Epstein–Barr virus (EBV)-associated malignancies and latency. Hodgkin’s lymphoma is characterized by CD30/CD15 positivity and the presence of Reed–Sternberg cells. Burkitt’s lymphoma is distinguished by C-myc translocation and a starry sky histological pattern. Diffuse large B-cell lymphoma presents with large B cells along with CD19, CD20, and CD22 positivity. Nasopharyngeal carcinoma is marked by p16 deletion and RASSF1A methylation, while gastric cancer exhibits PD-L1 overexpression and an immune host phenotype. NK/T-cell lymphoma features CD56 positivity alongside the loss of T-cell receptor loci. Post-transplant lymphoproliferative disorder involves EBV reactivation under conditions of immunosuppression. Latency I, II, and III programs are associated with these malignancies as shown.

Figure 6

Molecular interplay between HIV, EBV, and KSHV in the context of immune dysregulation and oncogenesis. This figure illustrates the interplay between HIV, EBV, and KSHV in immune dysregulation and oncogenesis. It depicts how HIV infection compromises the immune system, particularly CD4+ T cells, creating an environment conducive to EBV- and KSHV-associated malignancies. EBV and KSHV, represented by their respective episomes, are shown to exploit the weakened immune system. Key viral proteins, such as LMP1 (EBV) and vGPCR (KSHV), activate NF-κB, a central mediator of inflammation and cell survival. Additionally, the figure shows how HIV with EBV viral proteins leads to the activation of NF-AT, NF-AT1, and NF-AT2, which are important transcription factors in T-cell activation and viral replication. These activations, along with other viral factors like EBNA1 and LANA, promote cell proliferation, inhibit apoptosis, and induce angiogenesis and lymphangiogenesis. The figure highlights the germinal center reaction, where EBV-infected B cells undergo hyperactivation and mutagenesis. This process, coupled with impaired immune surveillance, can lead to the development of various lymphomas, including Burkitt’s lymphoma, Hodgkin’s lymphoma, diffuse large B-cell lymphoma, and primary effusion lymphoma. The figure also illustrates the inhibition from infected cells to memory B cells and plasma cells, emphasizing the role of these viruses in manipulating B-cell differentiation and survival. Overall, this figure highlights the interactions between HIV, EBV, and KSHV, demonstrating how these viruses cooperatively subvert host immune responses, induce chronic inflammation, and drive lymphomagenesis.

Figure 7

Antiviral mechanisms/therapeutic strategies for EBV and KSHV. This flowchart presents an overview of current and prospective therapeutic approaches for EBV- and KSHV-associated diseases.

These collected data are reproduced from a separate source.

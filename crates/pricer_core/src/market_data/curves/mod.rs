//! Forward curves.
//!
//! This module provides:
//! - [`ForwardCurve`]: Generic trait for forward price lookup and bumping
//! - [`FlatForwardCurve`]: Constant forward
//! - [`DriftForwardCurve`]: `S·exp(mu·t)` forward
//! - [`InterpolatedForwardCurve`]: Pillar-based forward, linear with flat ends

mod flat;
mod interpolated;
mod traits;

pub use flat::{DriftForwardCurve, FlatForwardCurve};
pub use interpolated::InterpolatedForwardCurve;
pub use traits::ForwardCurve;
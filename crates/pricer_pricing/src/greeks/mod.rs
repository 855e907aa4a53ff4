//! Greeks from PDE grids.
//!
//! This module provides:
//! - [`GreekKind`] and [`GreekValue`]: Reported quantities and their values
//! - [`GridResultExtractor`]: Values and derivatives read off a terminal grid
//! - [`LocalVolGreekEngine`]: Bump-and-revise Greeks over the forward and backward solvers
//! - [`GridGreekCollection`] and [`PointGreeks`]: Engine results
//! - [`SingleResultResolver`]: One Greek at an arbitrary strike
//!
//! # Pipeline
//!
//! ```text
//! solve base / forward up / forward down (concurrently) → combine per node → collection → resolver
//! ```

mod collection;
mod engine;
mod extractor;
mod kind;
mod resolver;

pub use collection::{GridGreekCollection, PointGreeks};
pub use engine::LocalVolGreekEngine;
pub use extractor::{GridQuantity, GridResultExtractor};
pub use kind::{GreekKind, GreekValue};
pub use resolver::SingleResultResolver;
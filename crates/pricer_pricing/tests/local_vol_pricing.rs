//! End-to-end pricing tests for the local volatility PDE solvers.
//!
//! # Test Categories
//!
//! 1. **Black anchor**: A flat surface reproduces Black-76
//! 2. **Domains**: Grid extents for both directions
//! 3. **Degenerate surfaces**: Zero volatility returns the payoff
//! 4. **Direction consistency**: Forward and backward prices agree

use approx::{assert_abs_diff_eq, assert_relative_eq};
use pricer_core::market_data::{
    DriftForwardCurve, FlatForwardCurve, FlatLocalVol, FunctionalLocalVol, SurfaceCoordinate,
};
use pricer_models::analytical::Black76;
use pricer_models::instruments::EuropeanVanillaOption;
use pricer_pricing::greeks::{GreekKind, LocalVolGreekEngine, SingleResultResolver};
use pricer_pricing::pde::{BackwardPdeSolver, ForwardPdeSolver, PdeConfig, PdeError};

fn fine_config() -> PdeConfig {
    PdeConfig::builder()
        .space_steps(400)
        .time_steps(200)
        .build()
        .unwrap()
}

// ============================================================================
// Black Anchor
// ============================================================================

#[test]
fn test_forward_flat_surface_matches_black() {
    let surface = FlatLocalVol::strike(0.2).unwrap();
    let curve = FlatForwardCurve::new(100.0).unwrap();
    let option = EuropeanVanillaOption::call(100.0, 1.0).unwrap();

    let config = PdeConfig::builder()
        .space_steps(800)
        .time_steps(400)
        .build()
        .unwrap();

    // The strike sits on the snapped centre node, so no interpolation error
    let grid = ForwardPdeSolver::new(config).solve(&surface, &curve, &option).unwrap();
    let atm = grid.nodes().iter().position(|&m| m == 1.0).unwrap();
    let price = grid.forward() * grid.values()[atm];

    let black = Black76::new(100.0, 0.2).unwrap().price(100.0, 1.0, true);
    assert_abs_diff_eq!(price, black, epsilon = 1e-3);
}

#[test]
fn test_backward_flat_surface_matches_black() {
    let surface = FlatLocalVol::moneyness(0.25).unwrap();
    let curve = FlatForwardCurve::new(100.0).unwrap();
    let solver = BackwardPdeSolver::new(fine_config());

    for (strike, is_call) in [(90.0, false), (100.0, true), (110.0, true)] {
        let option = EuropeanVanillaOption::new(strike, 2.0, is_call).unwrap();
        let price = solver.price(&surface, &curve, &option).unwrap();
        let black = Black76::new(100.0, 0.25).unwrap().price(strike, 2.0, is_call);
        assert_relative_eq!(price, black, max_relative = 2e-3);
    }
}

#[test]
fn test_put_call_parity_on_skewed_surface() {
    let surface = FunctionalLocalVol::new(
        |_t: f64, k: f64| 0.22 - 0.06 * (2.0 * (k / 100.0 - 1.0)).tanh(),
        SurfaceCoordinate::Strike,
    );
    let curve = FlatForwardCurve::new(100.0).unwrap();
    let engine = LocalVolGreekEngine::new(fine_config());

    let call = EuropeanVanillaOption::call(100.0, 1.0).unwrap();
    let put = EuropeanVanillaOption::put(100.0, 1.0).unwrap();
    let calls = engine
        .grid_greeks_for(&surface, &curve, &call, &[GreekKind::Price])
        .unwrap();
    let puts = engine
        .grid_greeks_for(&surface, &curve, &put, &[GreekKind::Price])
        .unwrap();

    for strike in [80.0, 95.0, 100.0, 120.0] {
        let c = SingleResultResolver::new(&calls, GreekKind::Price).result(strike).unwrap();
        let p = SingleResultResolver::new(&puts, GreekKind::Price).result(strike).unwrap();
        assert_relative_eq!(c - p, 100.0 - strike, epsilon = 5e-3);
    }
}

// ============================================================================
// Domains
// ============================================================================

#[test]
fn test_grid_domains() {
    let surface = FlatLocalVol::strike(0.2).unwrap();
    let curve = FlatForwardCurve::new(100.0).unwrap();
    let option = EuropeanVanillaOption::call(100.0, 1.0).unwrap();
    let config = PdeConfig::default();

    let forward = ForwardPdeSolver::new(config).solve(&surface, &curve, &option).unwrap();
    assert_eq!(forward.domain(), (0.0, 3.5));
    assert_eq!(forward.len(), config.space_steps() + 1);

    let backward = BackwardPdeSolver::new(config).solve(&surface, &curve, &option).unwrap();
    assert_eq!(backward.domain().0, 0.0);
    assert_relative_eq!(backward.domain().1, 350.0, max_relative = 1e-12);
}

#[test]
fn test_collection_strikes_are_interior() {
    let surface = FlatLocalVol::strike(0.2).unwrap();
    let curve = FlatForwardCurve::new(100.0).unwrap();
    let option = EuropeanVanillaOption::call(100.0, 1.0).unwrap();

    let greeks = LocalVolGreekEngine::new(PdeConfig::default())
        .grid_greeks_for(&surface, &curve, &option, &[GreekKind::Price])
        .unwrap();
    let (min, max) = greeks.strike_range().unwrap();
    assert!(min > 0.0);
    assert!(max < 350.0);

    let resolver = SingleResultResolver::new(&greeks, GreekKind::Price);
    assert!(matches!(resolver.result(0.0), Err(PdeError::OutOfDomain { .. })));
    assert!(matches!(resolver.result(350.0), Err(PdeError::OutOfDomain { .. })));
}

#[test]
fn test_growing_forward_moves_the_grid() {
    let surface = FlatLocalVol::moneyness(0.2).unwrap();
    let curve = DriftForwardCurve::new(100.0, 0.05).unwrap();
    let option = EuropeanVanillaOption::call(100.0, 2.0).unwrap();

    let grid = ForwardPdeSolver::new(PdeConfig::default())
        .solve(&surface, &curve, &option)
        .unwrap();
    assert_relative_eq!(grid.forward(), 100.0 * (0.1_f64).exp(), max_relative = 1e-12);
    assert_relative_eq!(grid.strike_at(grid.len() - 1), 3.5 * grid.forward(), max_relative = 1e-12);
}

// ============================================================================
// Degenerate Surfaces
// ============================================================================

#[test]
fn test_zero_volatility_keeps_black_greeks_contained() {
    let surface = FlatLocalVol::strike(0.0).unwrap();
    let curve = FlatForwardCurve::new(100.0).unwrap();
    let option = EuropeanVanillaOption::call(100.0, 1.0).unwrap();

    let greeks = LocalVolGreekEngine::new(PdeConfig::default())
        .grid_greeks_for(
            &surface,
            &curve,
            &option,
            &[GreekKind::Price, GreekKind::ImpliedVol, GreekKind::BlackDelta],
        )
        .unwrap();

    for i in 0..greeks.len() {
        let strike = greeks.strikes()[i];
        let price = greeks.get(GreekKind::Price, i).unwrap().value().unwrap();
        assert_relative_eq!(price, (100.0 - strike).max(0.0), epsilon = 1e-9);
        assert!(!greeks.get(GreekKind::ImpliedVol, i).unwrap().is_available());
        assert!(!greeks.get(GreekKind::BlackDelta, i).unwrap().is_available());
    }

    match SingleResultResolver::new(&greeks, GreekKind::ImpliedVol).result(100.0) {
        Err(PdeError::Unavailable { kind, .. }) => assert_eq!(kind, GreekKind::ImpliedVol),
        _ => panic!("Expected Unavailable"),
    }
}

// ============================================================================
// Direction Consistency
// ============================================================================

#[test]
fn test_forward_and_backward_prices_agree() {
    let surface = FunctionalLocalVol::new(
        |t: f64, m: f64| 0.2 + 0.02 * t - 0.05 * (m - 1.0),
        SurfaceCoordinate::Moneyness,
    );
    let curve = DriftForwardCurve::new(100.0, 0.03).unwrap();
    let config = fine_config();
    let call = EuropeanVanillaOption::call(100.0, 1.0).unwrap();

    let greeks = LocalVolGreekEngine::new(config)
        .grid_greeks_for(&surface, &curve, &call, &[GreekKind::Price])
        .unwrap();
    let resolver = SingleResultResolver::new(&greeks, GreekKind::Price);

    let strikes = [90.0, 100.0, 115.0];
    let smile = BackwardPdeSolver::new(config)
        .smile(&surface, &curve, 1.0, &strikes, true)
        .unwrap();
    for (strike, backward) in strikes.iter().zip(smile) {
        let forward = resolver.result(*strike).unwrap();
        assert_relative_eq!(forward, backward, epsilon = 2e-2);
    }
}

#[test]
fn test_backward_greeks_agree_with_grid_greeks() {
    let surface = FlatLocalVol::strike(0.2).unwrap();
    let curve = FlatForwardCurve::new(100.0).unwrap();
    let option = EuropeanVanillaOption::call(105.0, 1.0).unwrap();
    let engine = LocalVolGreekEngine::new(fine_config());
    let kinds = [GreekKind::Price, GreekKind::Delta, GreekKind::Gamma];

    let grid = engine.grid_greeks_for(&surface, &curve, &option, &kinds).unwrap();
    let point = engine.backward_greeks_for(&surface, &curve, &option, &kinds).unwrap();
    assert_eq!(point.strike(), 105.0);

    let black = Black76::new(100.0, 0.2).unwrap().greeks(105.0, 1.0, true);
    let expected = [
        (GreekKind::Price, black.price),
        (GreekKind::Delta, black.delta),
        (GreekKind::Gamma, black.gamma),
    ];
    for (kind, black_value) in expected {
        let from_grid = SingleResultResolver::new(&grid, kind).result(105.0).unwrap();
        let from_point = point.get(kind).unwrap().value().unwrap();
        assert_relative_eq!(from_grid, black_value, max_relative = 2e-2);
        assert_relative_eq!(from_point, black_value, max_relative = 2e-2);
    }
}
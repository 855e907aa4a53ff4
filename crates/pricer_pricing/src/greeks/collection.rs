//! Greek results: a whole forward grid, or a single strike.

use std::collections::BTreeMap;

use super::kind::{GreekKind, GreekValue};
#[cfg(feature = "serde")]
use crate::pde::ConfigError;

/// Greeks at the interior nodes of a forward grid.
///
/// Rows are strikes `K_i = m_i·F(T)` in increasing order; each requested
/// [`GreekKind`] has one column of [`GreekValue`]s.
#[derive(Clone, Debug, PartialEq)]
#[cfg_attr(feature = "serde", derive(serde::Serialize, serde::Deserialize))]
#[cfg_attr(feature = "serde", serde(try_from = "GridGreekCollectionData"))]
pub struct GridGreekCollection {
    strikes: Vec<f64>,
    columns: Vec<Option<Vec<GreekValue>>>,
    forward: f64,
    expiry: f64,
    is_call: bool,
}

impl GridGreekCollection {
    /// Empty collection over `strikes`.
    pub(crate) fn new(strikes: Vec<f64>, forward: f64, expiry: f64, is_call: bool) -> Self {
        Self {
            strikes,
            columns: vec![None; GreekKind::ALL.len()],
            forward,
            expiry,
            is_call,
        }
    }

    /// Stores the column of `kind`, replacing any previous one.
    pub(crate) fn insert(&mut self, kind: GreekKind, column: Vec<GreekValue>) {
        debug_assert_eq!(column.len(), self.strikes.len());
        self.columns[kind.index()] = Some(column);
    }

    /// Strikes of the rows.
    #[inline]
    pub fn strikes(&self) -> &[f64] {
        &self.strikes
    }

    /// Column of `kind`, if it was computed.
    #[inline]
    pub fn column(&self, kind: GreekKind) -> Option<&[GreekValue]> {
        self.columns.get(kind.index()).and_then(|c| c.as_deref())
    }

    /// Value of `kind` at row `i`.
    #[inline]
    pub fn get(&self, kind: GreekKind, i: usize) -> Option<&GreekValue> {
        self.column(kind).and_then(|c| c.get(i))
    }

    /// Kinds with a column, in [`GreekKind::ALL`] order.
    pub fn kinds(&self) -> Vec<GreekKind> {
        GreekKind::ALL
            .into_iter()
            .filter(|k| self.column(*k).is_some())
            .collect()
    }

    /// Forward `F(T)`.
    #[inline]
    pub fn forward(&self) -> f64 {
        self.forward
    }

    /// Expiry.
    #[inline]
    pub fn expiry(&self) -> f64 {
        self.expiry
    }

    /// True for calls.
    #[inline]
    pub fn is_call(&self) -> bool {
        self.is_call
    }

    /// Number of rows.
    #[inline]
    pub fn len(&self) -> usize {
        self.strikes.len()
    }

    /// True without rows.
    #[inline]
    pub fn is_empty(&self) -> bool {
        self.strikes.is_empty()
    }

    /// `(lowest strike, highest strike)`, or `None` without rows.
    pub fn strike_range(&self) -> Option<(f64, f64)> {
        Some((*self.strikes.first()?, *self.strikes.last()?))
    }
}

/// Unchecked shape of a [`GridGreekCollection`].
#[cfg(feature = "serde")]
#[derive(Clone, Debug, serde::Deserialize)]
pub struct GridGreekCollectionData {
    strikes: Vec<f64>,
    columns: Vec<Option<Vec<GreekValue>>>,
    forward: f64,
    expiry: f64,
    is_call: bool,
}

#[cfg(feature = "serde")]
impl TryFrom<GridGreekCollectionData> for GridGreekCollection {
    type Error = ConfigError;

    /// One slot per [`GreekKind`] and one row per strike in every column.
    fn try_from(data: GridGreekCollectionData) -> Result<Self, Self::Error> {
        if data.columns.len() != GreekKind::ALL.len() {
            return Err(ConfigError::InvalidParameter {
                name: "columns",
                value: format!(
                    "{} column slots, expected {}",
                    data.columns.len(),
                    GreekKind::ALL.len()
                ),
            });
        }
        for (kind, column) in GreekKind::ALL.into_iter().zip(&data.columns) {
            if let Some(column) = column {
                if column.len() != data.strikes.len() {
                    return Err(ConfigError::InvalidParameter {
                        name: "columns",
                        value: format!(
                            "{} has {} rows for {} strikes",
                            kind.name(),
                            column.len(),
                            data.strikes.len()
                        ),
                    });
                }
            }
        }

        Ok(Self {
            strikes: data.strikes,
            columns: data.columns,
            forward: data.forward,
            expiry: data.expiry,
            is_call: data.is_call,
        })
    }
}

/// Greeks of a single option, as produced by backward solves.
#[derive(Clone, Debug, PartialEq)]
#[cfg_attr(feature = "serde", derive(serde::Serialize, serde::Deserialize))]
pub struct PointGreeks {
    strike: f64,
    values: BTreeMap<GreekKind, GreekValue>,
}

impl PointGreeks {
    pub(crate) fn new(strike: f64) -> Self {
        Self {
            strike,
            values: BTreeMap::new(),
        }
    }

    pub(crate) fn insert(&mut self, kind: GreekKind, value: GreekValue) {
        self.values.insert(kind, value);
    }

    /// Strike of the option.
    #[inline]
    pub fn strike(&self) -> f64 {
        self.strike
    }

    /// Value of `kind`, if it was requested.
    #[inline]
    pub fn get(&self, kind: GreekKind) -> Option<&GreekValue> {
        self.values.get(&kind)
    }

    /// Requested kinds and their values, in [`GreekKind::ALL`] order.
    pub fn iter(&self) -> impl Iterator<Item = (GreekKind, &GreekValue)> {
        self.values.iter().map(|(k, v)| (*k, v))
    }
}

It outlines five main categories of interventions: antivirals, flavonoids, vaccines, prospective therapeutics, and clinical management strategies. The figure details specific examples within each category, such as acyclovir and ganciclovir as antivirals, quercetin and curcumin as flavonoids, and vaccine candidates targeting viral glycoproteins. It also highlights emerging therapies like miRNA-based therapeutics and nanoparticle delivery systems. The figure provides a comprehensive summary of the multifaceted approach to treating EBV and KSHV-related conditions, encompassing both established and innovative therapeutic strategies.